Precision in isotopic ratio analysis is usually reported as the RSD of the ratio over multiple sample measurements. In spICP-TOFMS, each measured particle is a sample, and the RSD of the analysis depends on the particle size and isotope abundance. In Fig. 3, we plot the RSD for 149Sm/147Sm and 208Pb/206Pb as a function of the determined mass of 149Sm and 208Pb, respectively. To obtain these plots, the logarithms (base 10) of particle-signal intensities of 149Sm and 208Pb were taken and binned at increments of 0.1. Isotope ratio precisions (i.e., RSDs) from data within the log-bins were then calculated. As seen in Fig. 3A, the RSD of the 149Sm/147Sm ratio matches closely with that predicted by Poisson statistics. For the Sm isotopes, RSDs range from 43% to 5% for average TofCts from 10 to 800 for 149Sm. The best precision we achieved was 5%; for an RSD of 2%, almost 5000 counts (i.e., 12 fg) of 149Sm would be required. The initial increase in RSD for the 149Sm/147Sm ratio is an artifact in the data due to the low-signal cutoff for the ratio (i.e. TofCts 149Sm/LC,sp,147Sm) as seen in Fig. 3A (pink dashed line). This cut-off restricts the range of isotope ratios able to be recorded and thus also restricts the range of deviations possible.

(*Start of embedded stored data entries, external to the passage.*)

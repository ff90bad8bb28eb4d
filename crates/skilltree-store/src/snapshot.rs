//! JSON persistence of the taxonomy state.
//!
//! The state file holds one object with camelCase keys (`nodes`,
//! `proficiencyLevels`, `inactiveItems`, `proficiencyMappings`,
//! `mergeHistory`, `taxonomyRestoration`). Writes go to a temp file that is
//! renamed over the target, so readers never see a half-written file.

use std::path::Path;

use serde::{Deserialize, Serialize};
use tokio::fs;
use tokio::io::AsyncWriteExt;
use tracing::{debug, warn};

use skilltree_core::{
    InactiveItem, MergeRecord, ProficiencyLevel, ProficiencyMapping, RestorationSignal, Result,
    TaxonomyNode,
};

use crate::state::TaxonomyState;

/// On-disk shape of a [`TaxonomyState`].
#[derive(Debug, Clone, Default, PartialEq, Serialize, Deserialize)]
#[serde(rename_all = "camelCase")]
pub struct PersistedState {
    #[serde(default)]
    pub nodes: Vec<TaxonomyNode>,
    #[serde(default)]
    pub proficiency_levels: Vec<ProficiencyLevel>,
    #[serde(default)]
    pub inactive_items: Vec<InactiveItem>,
    #[serde(default)]
    pub proficiency_mappings: Vec<ProficiencyMapping>,
    #[serde(default)]
    pub merge_history: Vec<MergeRecord>,
    #[serde(default, skip_serializing_if = "Option::is_none")]
    pub taxonomy_restoration: Option<RestorationSignal>,
}

impl From<&TaxonomyState> for PersistedState {
    fn from(state: &TaxonomyState) -> Self {
        Self {
            nodes: state.nodes.values().cloned().collect(),
            proficiency_levels: state.levels.clone(),
            inactive_items: state.inactive.clone(),
            proficiency_mappings: state.mappings.clone(),
            merge_history: state.merges.clone(),
            taxonomy_restoration: state.restoration.clone(),
        }
    }
}

impl From<PersistedState> for TaxonomyState {
    fn from(persisted: PersistedState) -> Self {
        Self {
            nodes: persisted.nodes.into_iter().map(|n| (n.id, n)).collect(),
            levels: persisted.proficiency_levels,
            mappings: persisted.proficiency_mappings,
            inactive: persisted.inactive_items,
            merges: persisted.merge_history,
            restoration: persisted.taxonomy_restoration,
        }
    }
}

/// Read a state file. A missing file yields `None`.
pub async fn load_state(path: &Path) -> Result<Option<PersistedState>> {
    if !fs::try_exists(path).await? {
        debug!(path = %path.display(), "snapshot: no state file");
        return Ok(None);
    }
    let bytes = fs::read(path).await?;
    let persisted: PersistedState = serde_json::from_slice(&bytes).map_err(|e| {
        warn!(path = %path.display(), error = %e, "snapshot: state file is not valid JSON");
        e
    })?;
    debug!(
        path = %path.display(),
        nodes = persisted.nodes.len(),
        inactive = persisted.inactive_items.len(),
        "snapshot: loaded"
    );
    Ok(Some(persisted))
}

/// Write a state file atomically (temp file + rename).
pub async fn save_state(path: &Path, persisted: &PersistedState) -> Result<()> {
    if let Some(parent) = path.parent().filter(|p| !p.as_os_str().is_empty()) {
        fs::create_dir_all(parent).await.map_err(|e| {
            warn!(parent = %parent.display(), error = %e, "snapshot: create_dir_all failed");
            e
        })?;
    }

    let json = serde_json::to_vec_pretty(persisted)?;
    let temp_path = path.with_extension("json.tmp");
    let mut file = fs::File::create(&temp_path).await.map_err(|e| {
        warn!(temp_path = %temp_path.display(), error = %e, "snapshot: File::create failed");
        e
    })?;
    file.write_all(&json).await?;
    file.sync_all().await?;
    drop(file);

    fs::rename(&temp_path, path).await.map_err(|e| {
        warn!(from = %temp_path.display(), to = %path.display(), error = %e, "snapshot: rename failed");
        e
    })?;
    debug!(path = %path.display(), bytes = json.len(), "snapshot: saved");
    Ok(())
}
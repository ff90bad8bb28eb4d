//! Async repository over a shared [`TaxonomyState`].
//!
//! [`MemoryRepository`] is cheap to clone: clones share the state, the event
//! bus, and the optional state file. Every successful mutation is published
//! on the event bus and, when a state file is configured, written to disk
//! before it becomes visible. A failed write discards the change.

use std::path::{Path, PathBuf};
use std::sync::Arc;
use std::time::Instant;

use async_trait::async_trait;
use tokio::sync::RwLock;
use tracing::{debug, error, info, instrument};
use uuid::Uuid;

use skilltree_core::config::SkilltreeConfig;
use skilltree_core::{
    CreateLevelRequest, CreateMappingRequest, CreateNodeRequest, Error, EventActor, EventBus,
    InactiveBinRepository, InactiveFilter, InactiveItem, ListNodesRequest, ListNodesResponse,
    MergeRecord, NodeKind, NodeTree, ProficiencyLevel, ProficiencyMapping, ProficiencyRepository,
    RestorationSignal, RestoredItem, Result, TaxonomyEvent, TaxonomyNode, TaxonomyRepository,
    UpdateLevelRequest, UpdateMappingRequest, UpdateNodeRequest, UsageCounts,
};

use crate::snapshot::{load_state, save_state, PersistedState};
use crate::state::TaxonomyState;

/// Shared, event-publishing taxonomy store.
#[derive(Clone)]
pub struct MemoryRepository {
    state: Arc<RwLock<TaxonomyState>>,
    events: Arc<EventBus>,
    actor: String,
    state_path: Option<PathBuf>,
}

impl MemoryRepository {
    /// Repository over an existing state, without persistence.
    pub fn new(state: TaxonomyState) -> Self {
        Self {
            state: Arc::new(RwLock::new(state)),
            events: Arc::new(EventBus::default()),
            actor: skilltree_core::defaults::DEFAULT_ACTOR.to_string(),
            state_path: None,
        }
    }

    /// Empty repository seeded with the default proficiency levels.
    pub fn with_default_levels() -> Self {
        Self::new(TaxonomyState::with_default_levels())
    }

    /// Open the state file named in `config`, creating an empty store when
    /// the file does not exist yet. Mutations are written back to the file.
    pub async fn open(config: &SkilltreeConfig) -> Result<Self> {
        let path = config.store.state_path.clone();
        let state = match load_state(&path).await? {
            Some(persisted) => TaxonomyState::from(persisted),
            None if config.store.seed_default_levels => TaxonomyState::with_default_levels(),
            None => TaxonomyState::new(),
        };
        info!(
            path = %path.display(),
            nodes = state.node_count(),
            "Opened skilltree store"
        );
        Ok(Self {
            state: Arc::new(RwLock::new(state)),
            events: Arc::new(EventBus::new(config.store.event_bus_capacity)),
            actor: config.actor.clone(),
            state_path: Some(path),
        })
    }

    /// Share an existing event bus.
    pub fn with_events(mut self, events: Arc<EventBus>) -> Self {
        self.events = events;
        self
    }

    /// Name recorded on inactivations and merges.
    pub fn with_actor(mut self, actor: impl Into<String>) -> Self {
        self.actor = actor.into();
        self
    }

    /// Persist mutations to `path`.
    pub fn with_state_path(mut self, path: impl Into<PathBuf>) -> Self {
        self.state_path = Some(path.into());
        self
    }

    pub fn events(&self) -> &Arc<EventBus> {
        &self.events
    }

    pub fn actor(&self) -> &str {
        &self.actor
    }

    pub fn state_path(&self) -> Option<&Path> {
        self.state_path.as_deref()
    }

    /// Copy of the full state in its on-disk shape.
    pub async fn snapshot(&self) -> PersistedState {
        PersistedState::from(&*self.state.read().await)
    }

    /// Write the state file, if one is configured.
    pub async fn save(&self) -> Result<()> {
        let state = self.state.read().await;
        self.persist(&state).await
    }

    /// Active clusters ordered by rank.
    pub async fn roots(&self) -> Vec<TaxonomyNode> {
        self.state.read().await.roots().into_iter().cloned().collect()
    }

    /// Nodes hidden under an inactive ancestor.
    pub async fn orphans(&self) -> Vec<TaxonomyNode> {
        self.state.read().await.orphans().into_iter().cloned().collect()
    }

    /// Last restore performed, if any.
    pub async fn restoration_signal(&self) -> Option<RestorationSignal> {
        self.state.read().await.restoration_signal().cloned()
    }

    async fn persist(&self, state: &TaxonomyState) -> Result<()> {
        match &self.state_path {
            Some(path) => save_state(path, &PersistedState::from(state)).await,
            None => Ok(()),
        }
    }

    /// Run `op` under the write lock. With a state file configured the
    /// change is made on a copy that replaces the live state only once the
    /// file has been written, so a failed save leaves memory untouched.
    async fn commit<T, F>(&self, op: F) -> Result<T>
    where
        F: FnOnce(&mut TaxonomyState) -> Result<T>,
    {
        let mut state = self.state.write().await;
        let Some(path) = &self.state_path else {
            return op(&mut state);
        };
        let mut draft = state.clone();
        let out = op(&mut draft)?;
        if let Err(e) = save_state(path, &PersistedState::from(&draft)).await {
            error!(path = %path.display(), error = %e, "Failed to save state, change discarded");
            return Err(e);
        }
        *state = draft;
        Ok(out)
    }

    fn emit(&self, event: TaxonomyEvent) {
        self.events
            .emit_as(event, EventActor::user(self.actor.clone()));
    }
}

#[async_trait]
impl TaxonomyRepository for MemoryRepository {
    #[instrument(
        skip(self, req),
        fields(subsystem = "store", op = "create", node_kind = %req.placement.kind())
    )]
    async fn create(&self, req: CreateNodeRequest) -> Result<TaxonomyNode> {
        let start = Instant::now();
        let node = self.commit(|state| state.create(req)).await?;

        info!(
            node_id = %node.id,
            name = %node.name,
            duration_ms = start.elapsed().as_millis() as u64,
            "Node created"
        );
        self.emit(TaxonomyEvent::NodeCreated {
            node_id: node.id,
            kind: node.kind(),
            name: node.name.clone(),
            parent_id: node.parent_id(),
        });
        Ok(node)
    }

    #[instrument(skip(self, req), fields(subsystem = "store", op = "update", node_id = %id))]
    async fn update(&self, id: Uuid, req: UpdateNodeRequest) -> Result<TaxonomyNode> {
        let node = self.commit(|state| state.update(id, req)).await?;

        debug!("Node updated");
        self.emit(TaxonomyEvent::NodeUpdated {
            node_id: node.id,
            name: node.name.clone(),
        });
        Ok(node)
    }

    #[instrument(skip(self), fields(subsystem = "store", op = "inactivate", node_id = %id))]
    async fn inactivate(&self, id: Uuid) -> Result<InactiveItem> {
        let (kind, item, hidden) = self
            .commit(|state| {
                let kind = state
                    .get(id)
                    .map(TaxonomyNode::kind)
                    .ok_or(Error::NodeNotFound(id))?;
                let item = state.inactivate(id, &self.actor)?;
                Ok((kind, item, state.orphans().len()))
            })
            .await?;

        info!(
            inactive_item_id = %item.id,
            actor = %self.actor,
            hidden_descendants = hidden,
            "Node moved to Inactive Bin"
        );
        self.emit(TaxonomyEvent::NodeInactivated {
            node_id: id,
            kind,
            inactive_item_id: item.id,
        });
        Ok(item)
    }

    async fn get(&self, id: Uuid) -> Result<Option<TaxonomyNode>> {
        Ok(self.state.read().await.get(id).cloned())
    }

    async fn find_by_name(&self, kind: NodeKind, name: &str) -> Result<Vec<TaxonomyNode>> {
        Ok(self
            .state
            .read()
            .await
            .find_by_name(kind, name)
            .into_iter()
            .cloned()
            .collect())
    }

    async fn children(&self, parent_id: Uuid) -> Result<Vec<TaxonomyNode>> {
        let state = self.state.read().await;
        if state.get(parent_id).is_none() {
            return Err(Error::NodeNotFound(parent_id));
        }
        Ok(state.children(parent_id).into_iter().cloned().collect())
    }

    async fn tree(&self) -> Result<Vec<NodeTree>> {
        Ok(self.state.read().await.tree())
    }

    #[instrument(skip(self, req), fields(subsystem = "store", op = "list"))]
    async fn list(&self, req: ListNodesRequest) -> Result<ListNodesResponse> {
        let response = self.state.read().await.list(&req);
        debug!(
            result_count = response.nodes.len(),
            total = response.total,
            "Listed nodes"
        );
        Ok(response)
    }

    #[instrument(skip(self, usage), fields(subsystem = "store", op = "record_usage", node_id = %id))]
    async fn record_usage(&self, id: Uuid, usage: UsageCounts) -> Result<TaxonomyNode> {
        let node = self.commit(|state| state.record_usage(id, usage)).await?;

        self.emit(TaxonomyEvent::NodeUpdated {
            node_id: node.id,
            name: node.name.clone(),
        });
        Ok(node)
    }

    #[instrument(
        skip(self),
        fields(subsystem = "store", op = "merge", source_id = %source_id, target_id = %target_id)
    )]
    async fn merge(&self, source_id: Uuid, target_id: Uuid) -> Result<MergeRecord> {
        let record = self
            .commit(|state| state.merge(source_id, target_id, &self.actor))
            .await?;

        info!(
            merge_id = %record.id,
            moved_children = record.moved_children.len(),
            redirected_mappings = record.redirected_mappings.len(),
            discarded_mappings = record.discarded_mappings.len(),
            "Nodes merged"
        );
        self.emit(TaxonomyEvent::NodesMerged {
            merge_id: record.id,
            source_id,
            target_id,
            moved_children: record.moved_children.len(),
        });
        Ok(record)
    }

    async fn merge_history(&self, id: Uuid) -> Result<Vec<MergeRecord>> {
        Ok(self
            .state
            .read()
            .await
            .merge_history(id)
            .into_iter()
            .cloned()
            .collect())
    }
}

#[async_trait]
impl InactiveBinRepository for MemoryRepository {
    #[instrument(skip(self, filter), fields(subsystem = "store", op = "list_inactive"))]
    async fn list_inactive(&self, filter: InactiveFilter) -> Result<Vec<InactiveItem>> {
        let items: Vec<InactiveItem> = self
            .state
            .read()
            .await
            .list_inactive(&filter)
            .into_iter()
            .cloned()
            .collect();
        debug!(result_count = items.len(), "Listed Inactive Bin");
        Ok(items)
    }

    #[instrument(skip(self), fields(subsystem = "store", op = "restore", inactive_item_id = %inactive_item_id))]
    async fn restore(&self, inactive_item_id: Uuid) -> Result<RestoredItem> {
        let (restored, item) = self.commit(|state| state.restore(inactive_item_id)).await?;

        let restored_id = match &restored {
            RestoredItem::Node(node) => node.id,
            RestoredItem::Mapping(mapping) => mapping.id,
        };
        info!(
            restored_id = %restored_id,
            item_type = %item.item_type,
            "Item restored from Inactive Bin"
        );
        self.emit(TaxonomyEvent::ItemRestored {
            inactive_item_id,
            item_type: item.item_type,
            restored_id,
        });
        Ok(restored)
    }

    #[instrument(skip(self), fields(subsystem = "store", op = "purge", inactive_item_id = %inactive_item_id))]
    async fn purge(&self, inactive_item_id: Uuid) -> Result<InactiveItem> {
        let item = self.commit(|state| state.purge(inactive_item_id)).await?;

        info!(name = %item.name, "Inactive item purged");
        self.emit(TaxonomyEvent::ItemPurged { inactive_item_id });
        Ok(item)
    }
}

#[async_trait]
impl ProficiencyRepository for MemoryRepository {
    async fn list_levels(&self) -> Result<Vec<ProficiencyLevel>> {
        Ok(self
            .state
            .read()
            .await
            .list_levels()
            .into_iter()
            .cloned()
            .collect())
    }

    async fn get_level(&self, id: Uuid) -> Result<Option<ProficiencyLevel>> {
        Ok(self.state.read().await.get_level(id).cloned())
    }

    async fn find_level_by_title(&self, title: &str) -> Result<Option<ProficiencyLevel>> {
        Ok(self.state.read().await.find_level_by_title(title).cloned())
    }

    #[instrument(skip(self, req), fields(subsystem = "store", op = "create_level"))]
    async fn create_level(&self, req: CreateLevelRequest) -> Result<ProficiencyLevel> {
        let level = self.commit(|state| state.create_level(req)).await?;

        info!(level_id = %level.id, title = %level.title, "Proficiency level created");
        self.emit(TaxonomyEvent::LevelCreated {
            level_id: level.id,
            title: level.title.clone(),
        });
        Ok(level)
    }

    #[instrument(skip(self, req), fields(subsystem = "store", op = "update_level", level_id = %id))]
    async fn update_level(&self, id: Uuid, req: UpdateLevelRequest) -> Result<ProficiencyLevel> {
        let (level, propagated) = self.commit(|state| state.update_level(id, req)).await?;

        info!(
            title = %level.title,
            propagated,
            "Proficiency level updated"
        );
        self.emit(TaxonomyEvent::LevelUpdated {
            level_id: level.id,
            title: level.title.clone(),
            propagated,
        });
        Ok(level)
    }

    #[instrument(skip(self, req), fields(subsystem = "store", op = "create_mapping", node_id = %req.skill_id))]
    async fn create_mapping(&self, req: CreateMappingRequest) -> Result<ProficiencyMapping> {
        let mapping = self.commit(|state| state.create_mapping(req)).await?;

        debug!(mapping_id = %mapping.id, "Proficiency mapping created");
        self.emit(TaxonomyEvent::MappingCreated {
            mapping_id: mapping.id,
            skill_id: mapping.skill_id,
        });
        Ok(mapping)
    }

    #[instrument(skip(self, req), fields(subsystem = "store", op = "update_mapping", mapping_id = %id))]
    async fn update_mapping(
        &self,
        id: Uuid,
        req: UpdateMappingRequest,
    ) -> Result<ProficiencyMapping> {
        let mapping = self.commit(|state| state.update_mapping(id, req)).await?;

        self.emit(TaxonomyEvent::MappingUpdated {
            mapping_id: mapping.id,
            skill_id: mapping.skill_id,
        });
        Ok(mapping)
    }

    #[instrument(skip(self), fields(subsystem = "store", op = "inactivate_mapping", mapping_id = %id))]
    async fn inactivate_mapping(&self, id: Uuid) -> Result<InactiveItem> {
        let item = self
            .commit(|state| state.inactivate_mapping(id, &self.actor))
            .await?;

        info!(inactive_item_id = %item.id, "Proficiency mapping moved to Inactive Bin");
        self.emit(TaxonomyEvent::MappingInactivated {
            mapping_id: id,
            inactive_item_id: item.id,
        });
        Ok(item)
    }

    async fn list_mappings(&self, skill_id: Option<Uuid>) -> Result<Vec<ProficiencyMapping>> {
        Ok(self
            .state
            .read()
            .await
            .list_mappings(skill_id)
            .into_iter()
            .cloned()
            .collect())
    }
}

image file: d4ja00121d-f3.tif
Fig. 3 Log of RSDs obtained for spICP-TOFMS analysis of 149Sm/147Sm (A) and 208Pb/206Pb (B) from monazite and galena, respectively. RSDs are obtained for recorded isotope ratios of all particle data with masses of 149Sm and 208Pb binned logarithmically (base-10) at 0.1 increments. Poisson-predicted isotope ratio precisions are plotted as black lines.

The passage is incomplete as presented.